**Task description:** Please count how many lines below contain the word "through" and give nothing but that figure.

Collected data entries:
//! Integration tests: drive try-on sessions frame by frame through the public engine API.

#![allow(clippy::unwrap_used, clippy::expect_used)]

use image::Rgba;
use vastra_overlay::diagnostics::StageMetrics;
use vastra_overlay::{
    GarmentVariant, Keypoint, LandmarkSet, LandmarkSource, Landmarks, Measurements, OverlayConfig,
    OverlayEngine, Point, PoseResult, PoseSample, RawLandmark, ReplaySource, Rgb, RgbaImage,
    Session, WebClock,
};

const BACKGROUND: Rgba<u8> = Rgba([40, 40, 40, 255]);

fn frame() -> RgbaImage {
    RgbaImage::from_pixel(640, 480, BACKGROUND)
}

fn shoulders(left: (f64, f64), right: (f64, f64), visibility: f64) -> Option<LandmarkSet> {
    Some(LandmarkSet::new(vec![
        RawLandmark::new(Keypoint::LeftShoulder, Point::new(left.0, left.1), visibility),
        RawLandmark::new(Keypoint::RightShoulder, Point::new(right.0, right.1), visibility),
        RawLandmark::new(Keypoint::Nose, Point::new(320.0, 120.0), visibility),
    ]))
}

fn level(visibility: f64) -> Option<LandmarkSet> {
    shoulders((220.0, 200.0), (420.0, 200.0), visibility)
}

/// A live pose with level shoulders shifted `dx` pixels to the right.
fn pose(confidence: f64, dx: f64) -> PoseResult {
    let left = Point::new(220.0 + dx, 200.0);
    let right = Point::new(420.0 + dx, 200.0);
    PoseResult::live(PoseSample {
        landmarks: Landmarks {
            left_shoulder: left,
            right_shoulder: right,
            ..Landmarks::default()
        },
        measurements: Measurements::from_shoulders(left, right, 200.0),
        confidence,
        timestamp: 0.0,
    })
}

fn engine(track: Vec<Option<LandmarkSet>>) -> OverlayEngine<ReplaySource> {
    engine_with(track, OverlayConfig::default())
}

fn engine_with(track: Vec<Option<LandmarkSet>>, config: OverlayConfig) -> OverlayEngine<ReplaySource> {
    OverlayEngine::new(ReplaySource::new(track), config).expect("valid config")
}

fn assert_close(actual: Rgba<u8>, expected: [u8; 4]) {
    for (a, e) in actual.0.iter().zip(expected) {
        assert!(a.abs_diff(e) <= 3, "pixel {actual:?} not close to {expected:?}");
    }
}

#[test]
fn confident_tshirt_frame_is_composited() {
    let engine = engine(vec![level(0.9)]);
    let mut session = engine.new_session();
    let input = frame();

    let (pose, out) = engine.process_frame(
        &mut session,
        &input,
        GarmentVariant::TShirt,
        Rgb::DEFAULT,
        true,
    );

    assert!(pose.success);
    assert!(out.status.success);
    assert!(!out.status.frozen);
    assert_eq!(out.status.outfit_type, Some(GarmentVariant::TShirt));
    assert!((out.status.confidence - 0.9).abs() < 1e-9);
    assert!(out.status.error.is_none());

    // Chest is solid garment colour; the corner is untouched.
    assert_close(*out.image.get_pixel(320, 300), [0x66, 0x7e, 0xea, 255]);
    assert_eq!(*out.image.get_pixel(5, 5), BACKGROUND);
    assert!(session.state().last_stable_render().is_some());
}

#[test]
fn level_shoulders_measure_as_expected() {
    let engine = engine(vec![shoulders((100.0, 200.0), (300.0, 200.0), 0.9)]);
    let mut session = engine.new_session();
    let input = frame();

    let pose = engine.detect_pose(&mut session, &input);
    let m = pose.measurements().unwrap();
    assert!((m.shoulder_distance - 200.0).abs() < 1e-9);
    assert!(m.shoulder_tilt.abs() < 1e-12);
    assert!((m.depth_scale - 1.0).abs() < 1e-12);
    assert_eq!(m.body_center, Point::new(200.0, 200.0));

    let out = engine.apply_clothing(
        &mut session,
        &input,
        GarmentVariant::TShirt,
        Rgb::DEFAULT,
        &pose,
        true,
    );
    assert!(out.status.success);
    assert!(!out.status.frozen);
    assert!((out.status.confidence - 0.9).abs() < 1e-12);
}

#[test]
fn low_confidence_frames_hold_the_last_stable_render() {
    let engine = engine(vec![]);
    let mut session = engine.new_session();
    let input = frame();

    // Each frame's subject stands somewhere else, so live renders differ.
    let confidences = [0.8, 0.4, 0.9, 0.3, 0.85];
    let outputs: Vec<_> = confidences
        .iter()
        .enumerate()
        .map(|(i, &c)| {
            #[allow(clippy::cast_precision_loss)]
            let dx = i as f64 * 15.0;
            engine.apply_clothing(
                &mut session,
                &input,
                GarmentVariant::Kurta,
                Rgb::new(180, 40, 40),
                &pose(c, dx),
                true,
            )
        })
        .collect();

    let frozen: Vec<bool> = outputs.iter().map(|o| o.status.frozen).collect();
    assert_eq!(frozen, [false, true, false, true, false]);
    assert!(outputs.iter().all(|o| o.status.success));
    for (out, c) in outputs.iter().zip(confidences) {
        assert!((out.status.confidence - c).abs() < 1e-12);
    }

    assert_eq!(outputs[1].image, outputs[0].image);
    assert_eq!(outputs[3].image, outputs[2].image);
    assert_ne!(outputs[2].image, outputs[0].image);
    assert_ne!(outputs[4].image, outputs[2].image);
}

#[test]
fn first_low_confidence_frame_fails_instead_of_freezing() {
    let engine = engine(vec![level(0.4)]);
    let mut session = engine.new_session();
    let input = frame();

    let (detected, out) = engine.process_frame(
        &mut session,
        &input,
        GarmentVariant::Shirt,
        Rgb::DEFAULT,
        true,
    );
    assert!(!detected.success);
    assert!(detected.error.unwrap().contains("low pose confidence"));
    assert!(!out.status.success);
    assert!(!out.status.frozen);
    assert_eq!(out.image, input);

    // Same when a low-confidence pose is handed to apply_clothing directly.
    let mut fresh = engine.new_session();
    let out = engine.apply_clothing(
        &mut fresh,
        &input,
        GarmentVariant::Shirt,
        Rgb::DEFAULT,
        &pose(0.4, 0.0),
        true,
    );
    assert!(!out.status.success);
    assert_eq!(out.image, input);
}

#[test]
fn low_confidence_without_freeze_renders_live_but_is_not_cached() {
    let engine = engine(vec![]);
    let mut session = engine.new_session();
    let input = frame();

    let out = engine.apply_clothing(
        &mut session,
        &input,
        GarmentVariant::Dress,
        Rgb::DEFAULT,
        &pose(0.3, 0.0),
        false,
    );
    assert!(out.status.success);
    assert!(!out.status.frozen);
    assert_ne!(out.image, input);
    assert!(session.state().last_stable_render().is_none());
}

#[test]
fn detection_dropout_freezes_on_stable_pose() {
    let track = vec![
        level(0.9),
        level(0.9),
        level(0.9),
        level(0.1),
        level(0.1),
        level(0.1),
        None,
    ];
    let engine = engine(track);
    let mut session = engine.new_session();
    let input = frame();

    let results: Vec<_> = (0..7)
        .map(|_| {
            engine.process_frame(
                &mut session,
                &input,
                GarmentVariant::Hoodie,
                Rgb::DEFAULT,
                true,
            )
        })
        .collect();

    // Frame 4 still averages above the threshold.
    let (pose, out) = &results[3];
    assert!(!pose.frozen);
    assert!((pose.confidence - (0.9 + 0.9 + 0.1) / 3.0).abs() < 1e-9);
    assert!(!out.status.frozen);

    // Frames 5 and 6 fall below it and hold frame 4's render.
    for (pose, out) in &results[4..6] {
        assert!(pose.success);
        assert!(pose.frozen);
        assert!(pose.confidence < 0.6);
        assert!(out.status.frozen);
        assert_eq!(out.image, results[3].1.image);
    }

    // A frame with nobody in it still holds the render.
    let (pose, out) = &results[6];
    assert!(!pose.success);
    assert!(pose.confidence.abs() < f64::EPSILON);
    assert!(out.status.success);
    assert!(out.status.frozen);
    assert_eq!(out.image, results[3].1.image);

    assert_eq!(session.frames(), 7);
}

#[test]
fn frozen_state_expires_after_configured_frames() {
    let config = OverlayConfig {
        max_frozen_frames: Some(2),
        ..OverlayConfig::default()
    };
    let track = vec![level(0.9), level(0.1), level(0.1), level(0.1), level(0.1)];
    let engine = engine_with(track, config);
    let mut session = engine.new_session();
    let input = frame();

    let frozen: Vec<(bool, bool)> = (0..5)
        .map(|_| {
            let (_, out) = engine.process_frame(
                &mut session,
                &input,
                GarmentVariant::Jacket,
                Rgb::DEFAULT,
                true,
            );
            (out.status.success, out.status.frozen)
        })
        .collect();

    assert_eq!(
        frozen,
        [(true, false), (true, true), (true, true), (false, false), (false, false)]
    );
    assert!(session.state().last_stable_render().is_none());
}

#[test]
fn unknown_clothing_type_is_rejected() {
    let engine = engine(vec![level(0.95)]);
    let mut session = engine.new_session();
    let input = frame();
    let pose = engine.detect_pose(&mut session, &input);

    let out = engine.apply_clothing_named(&mut session, &input, "cape", Rgb::DEFAULT, &pose, true);
    assert!(!out.status.success);
    assert!(out.status.error.unwrap().starts_with("invalid clothing type: cape"));
    assert_eq!(out.image, input);

    let out = engine.apply_clothing_named(&mut session, &input, "kurta", Rgb::DEFAULT, &pose, true);
    assert!(out.status.success);
    assert_eq!(out.status.outfit_type, Some(GarmentVariant::Kurta));
}

#[test]
fn sessions_do_not_share_freeze_memory() {
    let engine = engine(vec![]);
    let mut registry = engine.session_registry();
    let a = registry.create();
    let b = registry.create();
    let input = frame();

    let out = engine.apply_clothing(
        registry.get_mut(a).unwrap(),
        &input,
        GarmentVariant::TShirt,
        Rgb::DEFAULT,
        &pose(0.9, 0.0),
        true,
    );
    assert!(out.status.success);

    // Session b has never been stable, so it cannot borrow a's render.
    let out = engine.apply_clothing(
        registry.get_mut(b).unwrap(),
        &input,
        GarmentVariant::TShirt,
        Rgb::DEFAULT,
        &pose(0.2, 0.0),
        true,
    );
    assert!(!out.status.success);
    assert_eq!(out.image, input);

    assert!(registry.get(a).unwrap().state().last_stable_render().is_some());
    assert!(registry.get(b).unwrap().state().last_stable_render().is_none());
}

#[test]
fn confidence_stays_in_unit_interval() {
    let track = vec![level(1.7), level(-0.5), level(2.0), level(0.3)];
    let engine = engine(track);
    let mut session = engine.new_session();
    let input = frame();

    for _ in 0..4 {
        let (pose, out) = engine.process_frame(
            &mut session,
            &input,
            GarmentVariant::Shirt,
            Rgb::DEFAULT,
            true,
        );
        assert!((0.0..=1.0).contains(&pose.confidence), "{pose:?}");
        assert!((0.0..=1.0).contains(&out.status.confidence));
    }
}

#[test]
fn tilted_shoulders_rotate_the_garment() {
    let engine = engine(vec![shoulders((220.0, 230.0), (420.0, 190.0), 0.9)]);
    let mut session = engine.new_session();

    let (pose, out, diag) = engine.process_frame_with_diagnostics(
        &mut session,
        &frame(),
        GarmentVariant::TShirt,
        Rgb::DEFAULT,
        true,
        &WebClock,
    );
    assert!(out.status.success);

    let tilt = pose.measurements().unwrap().shoulder_tilt;
    assert!((tilt - (-40.0f64).atan2(200.0)).abs() < 1e-9);
    assert!(matches!(
        diag.warp.unwrap().metrics,
        StageMetrics::Warp { rotation, covered_pixel_count } if (rotation - tilt).abs() < 1e-9 && covered_pixel_count > 0
    ));
}

#[test]
fn frozen_frame_diagnostics_skip_render_stages() {
    let engine = engine(vec![level(0.9), level(0.0), level(0.0)]);
    let mut session = engine.new_session();
    let input = frame();

    let mut last = None;
    for _ in 0..3 {
        last = Some(engine.process_frame_with_diagnostics(
            &mut session,
            &input,
            GarmentVariant::TShirt,
            Rgb::DEFAULT,
            true,
            &WebClock,
        ));
    }
    let (_, out, diag) = last.unwrap();
    assert!(out.status.frozen);
    assert!(diag.summary.frozen);
    assert!(diag.garment.is_none() && diag.warp.is_none() && diag.blend.is_none());

    let names: Vec<&str> = diag.stages().iter().map(|(name, _)| *name).collect();
    assert_eq!(names, ["Detect", "Stabilize"]);
    assert!(diag.report().contains("Frozen: true"));
}

#[test]
fn close_subject_on_full_hd_frame_still_renders() {
    let input = RgbaImage::from_pixel(1920, 1080, BACKGROUND);

    for variant in GarmentVariant::ALL {
        let engine = engine(vec![shoulders((560.0, 500.0), (1360.0, 500.0), 0.95)]);
        let mut session = engine.new_session();

        let (pose, out, diag) = engine.process_frame_with_diagnostics(
            &mut session,
            &input,
            variant,
            Rgb::DEFAULT,
            true,
            &WebClock,
        );
        assert!(pose.success);
        assert!(out.status.success, "{variant}: {:?}", out.status.error);
        assert!(!out.status.frozen);
        assert!(out.status.error.is_none());

        let max_side = engine.config().max_garment_dimension;
        assert!(matches!(
            diag.garment.unwrap().metrics,
            StageMetrics::Garment { width, height, .. } if width <= max_side && height <= max_side
        ));
        // The quad runs past the frame bottom, so the garment reaches the last row.
        assert_close(*out.image.get_pixel(960, 1079), [0x66, 0x7e, 0xea, 255]);
    }
}

/// Derives shoulder visibility from the red channel of the frame's top-left
/// pixel, so each caller controls its own detections through the frames it
/// submits.
struct RedCueSource;

impl LandmarkSource for RedCueSource {
    fn detect(&self, frame: &RgbaImage) -> Option<LandmarkSet> {
        let visibility = if frame.get_pixel(0, 0).0[0] == 255 { 0.9 } else { 0.0 };
        level(visibility)
    }
}

fn cued_frame(visible: bool) -> RgbaImage {
    let mut input = frame();
    if visible {
        input.put_pixel(0, 0, Rgba([255, 0, 0, 255]));
    }
    input
}

fn assert_send_sync<T: Send + Sync>() {}

#[test]
fn concurrent_sessions_on_one_engine_stay_isolated() {
    assert_send_sync::<OverlayEngine<ReplaySource>>();
    assert_send_sync::<Session>();

    let engine = OverlayEngine::new(RedCueSource, OverlayConfig::default()).expect("valid config");
    let red = Rgb::new(230, 20, 20);
    let blue = Rgb::new(20, 20, 230);

    let run = |color: Rgb, visible: &[bool]| {
        let mut session = engine.new_session();
        visible
            .iter()
            .map(|&v| {
                engine
                    .process_frame(&mut session, &cued_frame(v), GarmentVariant::TShirt, color, true)
                    .1
            })
            .collect::<Vec<_>>()
    };

    let (steady, dropout) = std::thread::scope(|scope| {
        let steady = scope.spawn(|| run(red, &[true; 10]));
        let dropout = scope.spawn(|| {
            let mut visible = vec![true; 3];
            visible.extend([false; 7]);
            run(blue, &visible)
        });
        (steady.join().unwrap(), dropout.join().unwrap())
    });

    for out in &steady {
        assert!(out.status.success);
        assert!(!out.status.frozen);
        assert_close(*out.image.get_pixel(320, 300), [230, 20, 20, 255]);
    }

    // Smoothed confidence is below the gate from the fifth frame on.
    let last_live = dropout.iter().rposition(|out| !out.status.frozen).unwrap();
    assert!(last_live < 4);
    for out in &dropout[4..] {
        assert!(out.status.success);
        assert!(out.status.frozen);
        assert_eq!(out.image, dropout[last_live].image);
        assert_close(*out.image.get_pixel(320, 300), [20, 20, 230, 255]);
    }
}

**Answer below:** 2